Tuesday, June 4, 2013

Only One Star?

Lots of people want to write a book, but how many want to write more than one?  I ask this because most aspiring writers I meet have a great idea, but when you question them on their novels following that, they usually just stare back at me with a dumbfounded look on their faces.

"What do you mean?" they'll ask, their eyes wrinkled.  "This book is going to reshape the world and make me famous."

When I, either because I'm concerned or callous, ask what happens if that book doesn't make it big, the person gets defensive and tells me I don't know what I'm talking about.

I've come to realize that most people who say they want to write have that one big idea they're putting all their hopes on.  As professional writers, we have to look beyond that.  Yes, it'd be great to have our first work break through, but even Dan Brown's first book didn't go much of anywhere.  Does that mean that if our pride and joy doesn't take off that we're failures?  Hardly.

A professional writer understands he or she will grow through the years as new mastery of the craft is attained.  We have to understand that there will be other "big ideas" that are out there.  We simply have to find them.

It's hard when others think what we've poured our heart and soul into isn't super important to them.  I've seen some writers cry and carry on that they'll never write another novel, that the well is dry, but that's loser talk.  We have to find another great idea and reject the premise that there's only one great book in us.  Much like Brown or John Grisham, it's important to keep in mind that we have to keep cranking out quality stuff, and once we catch on, loyal readers will follow us back to our backlist.  Think about it - if you're anything like me, once you discover a good writer, you seek out other works from that person.  That, among other things, is why we have to keep going, even if we think everybody is wrong for not appreciating our masterpiece.

Did Stephen King stop at Carrie?  No - he considered The Shining to be the book where he tried to really put out something special.  Brown went ahead with The Da Vinci Code even thought Digital Fortress was virtually unknown.  These outstanding authors knew that they had to have more than one Big Idea if they were to find success with a fickle public.
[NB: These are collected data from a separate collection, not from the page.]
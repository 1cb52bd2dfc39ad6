use crate::error::ProblemDetails;
use crate::metrics::AcmeEvent;
use crate::metrics::events::EventAuditor;
use crate::orchestrator::{CertificateProvisioner, OrchestrationStatus, Orchestrator};
use crate::server::api::{AppState, TaskInfo};
use axum::{
    Json,
    extract::{Path, State},
    http::StatusCode,
    response::IntoResponse,
};
use rand::RngExt;
use rand::distr::Alphanumeric;
use serde::{Deserialize, Serialize};
use tracing::{error, info};

#[derive(Debug, Deserialize)]
pub struct CreateOrderRequest {
    pub domains: Vec<String>,
}

#[derive(Debug, Serialize)]
pub struct OrderResponse {
    pub id: String,
    pub status: String,
    pub domains: Vec<String>,
}

pub async fn create_order(
    State(state): State<AppState>,
    Json(payload): Json<CreateOrderRequest>,
) -> impl IntoResponse {
    info!("Request to create order for domains: {:?}", payload.domains);

    // Track event
    EventAuditor::track_event(AcmeEvent::OrderCreated {
        domains: payload.domains.clone(),
    });

    // Generate a task ID
    let task_id: String = rand::rng()
        .sample_iter(&Alphanumeric)
        .take(16)
        .map(char::from)
        .collect();

    let provisioner = CertificateProvisioner::new(payload.domains.clone());
    let state_clone = state.clone();
    let task_id_clone = task_id.clone();

    // Initial status
    {
        let mut tasks = state.tasks.write().await;
        tasks.insert(
            task_id.clone(),
            TaskInfo {
                status: OrchestrationStatus::InProgress {
                    progress: 0.0,
                    message: "Starting order process".to_string(),
                },
                domains: payload.domains.clone(),
            },
        );
    }

    // Spawn the background task
    tokio::spawn(async move {
        match provisioner.execute(&state_clone.config).await {
            Ok(_) => {
                let mut tasks = state_clone.tasks.write().await;
                if let Some(task) = tasks.get_mut(&task_id_clone) {
                    task.status = OrchestrationStatus::Completed;
                }
                info!("Order task {} completed successfully", task_id_clone);
            }
            Err(e) => {
                let mut tasks = state_clone.tasks.write().await;
                if let Some(task) = tasks.get_mut(&task_id_clone) {
                    task.status = OrchestrationStatus::Failed(e.to_string());
                }
                error!("Order task {} failed: {}", task_id_clone, e);
            }
        }
    });

    (
        StatusCode::ACCEPTED,
        Json(OrderResponse {
            id: task_id,
            status: "accepted".to_string(),
            domains: payload.domains,
        }),
    )
        .into_response()
}

pub async fn list_orders(State(state): State<AppState>) -> impl IntoResponse {
    let tasks = state.tasks.read().await;
    let response: Vec<OrderResponse> = tasks
        .iter()
        .map(|(id, info)| OrderResponse {
            id: id.clone(),
            status: format!("{:?}", info.status),
            domains: info.domains.clone(),
        })
        .collect();

    Json(response)
}

pub async fn trigger_full_renewal(State(state): State<AppState>) -> impl IntoResponse {
    info!("Manual trigger of full certificate renewal");

    if let Some(scheduler) = &state.scheduler {
        let scheduler_clone = scheduler.clone();
        tokio::spawn(async move {
            if let Err(e) = scheduler_clone.run_once().await {
                error!("Manual renewal run failed: {}", e);
            }
        });

        (
            StatusCode::ACCEPTED,
            Json(serde_json::json!({
                "status": "triggered",
                "message": "Full renewal process started in background"
            })),
        )
            .into_response()
    } else {
        (
            StatusCode::NOT_IMPLEMENTED,
            Json(serde_json::json!({
                "error": "Renewal scheduler not initialized"
            })),
        )
            .into_response()
    }
}

pub async fn get_order(State(state): State<AppState>, Path(id): Path<String>) -> impl IntoResponse {
    let tasks = state.tasks.read().await;

    if let Some(info) = tasks.get(&id) {
        (
            StatusCode::OK,
            Json(OrderResponse {
                id,
                status: format!("{:?}", info.status),
                domains: info.domains.clone(),
            }),
        )
            .into_response()
    } else {
        (
            StatusCode::NOT_FOUND,
            Json(ProblemDetails {
                problem_type: "https://acmex.sh/errors/not-found".into(),
                title: "Task Not Found".into(),
                status: 404,
                detail: format!("No task found with ID: {}", id),
                instance: None,
            }),
        )
            .into_response()
    }
}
I put all of my heart into Salvation Day, but I know that if that doesn't take off, I need other books to have a career.  The public isn't always going to agree with me on what my best work is, and as much as I'd like that decision to rest with me, I know where the power in my potential career lies.  Without the public deciding which of my books they like, despite what I might think, I'll be writing for no one but myself and my wife.  Not that that would stop me, but it could make doing it full time a little low on the staying-fed side.  That's a lesson we should all remember, ego be damned.